CONVENIENT PREPARATION OF HINDERED DIALKYLTIN(IV) DERIVATIVES

Diphenyltin dichloride was reacted with excess Grignard reagent to give dialkyldiphenyltin derivatives, R2Ph2Sn (R2 = 2 neopentyl, 2 trimethylsilyl, 2 neohexyl, 2 cyclohexyl, hexamethylene), in excellent yield when R is hindered but in lower yield when a ring is formed. Heating these compounds with chloroacetic acid cleaved the two phenyl groups in excellent yield to give crystalline bis(chloroacetates). The dialkyltin(IV) bis(chloroacetates) were converted to oxides by reaction with sodium hydroxide.

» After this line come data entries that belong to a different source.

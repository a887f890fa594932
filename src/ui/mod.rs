//! Dioxus components emitting the drawer markup contract.
//!
//! Triggers carry `data-drawer-trigger` and `aria-controls`, panels carry
//! `data-drawer-target` and an id, close elements carry `data-drawer-close`.

pub mod home;      // Demo page (public for routing)
pub mod panel;     // Scope, trigger and panel components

The crystal structure of hexamethylenetin bis(chloroacetate) (R = R(w) = 0.0241) demonstrated that it was a monomer with a C-Sn-C angle of 122.2(3)-degrees having hexacoordinate tin bonded to anisobidentate chloroacetate groups. C-Sn-C bond angles for all compounds in solution were obtained from 1J(119Sn,13C) values. Literature Karplus-type equations for 3J(119Sn,13C) values in trimethyltin derivatives apply approximately to dialkyldiphenyltin derivatives but not to dialkyltin(IV) bis(chloroacetates).